## RECORDS SHOWN
● ● ● ● ●
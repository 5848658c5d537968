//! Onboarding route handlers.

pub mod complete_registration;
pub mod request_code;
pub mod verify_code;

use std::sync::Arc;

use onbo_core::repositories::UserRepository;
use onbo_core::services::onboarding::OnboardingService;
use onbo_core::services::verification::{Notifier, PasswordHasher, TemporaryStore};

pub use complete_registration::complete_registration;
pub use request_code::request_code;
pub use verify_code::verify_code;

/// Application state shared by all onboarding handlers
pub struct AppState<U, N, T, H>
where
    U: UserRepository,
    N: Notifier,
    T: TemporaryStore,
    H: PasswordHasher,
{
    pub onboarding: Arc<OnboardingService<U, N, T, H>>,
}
● ● ● ● ●
## PROBLEM DESCRIPTION
Reproduce all of the entries word for word. Omit nothing.

## SOLUTION TO THE EXERCISE
repository 5848658c5d537968
//! Onboarding route handlers.

pub mod complete_registration;
pub mod request_code;
pub mod verify_code;

use std::sync::Arc;

use onbo_core::repositories::UserRepository;
use onbo_core::services::onboarding::OnboardingService;
use onbo_core::services::verification::{Notifier, PasswordHasher, TemporaryStore};

pub use complete_registration::complete_registration;
pub use request_code::request_code;
pub use verify_code::verify_code;

/// Application state shared by all onboarding handlers
pub struct AppState<U, N, T, H>
where
    U: UserRepository,
    N: Notifier,
    T: TemporaryStore,
    H: PasswordHasher,
{
    pub onboarding: Arc<OnboardingService<U, N, T, H>>,
}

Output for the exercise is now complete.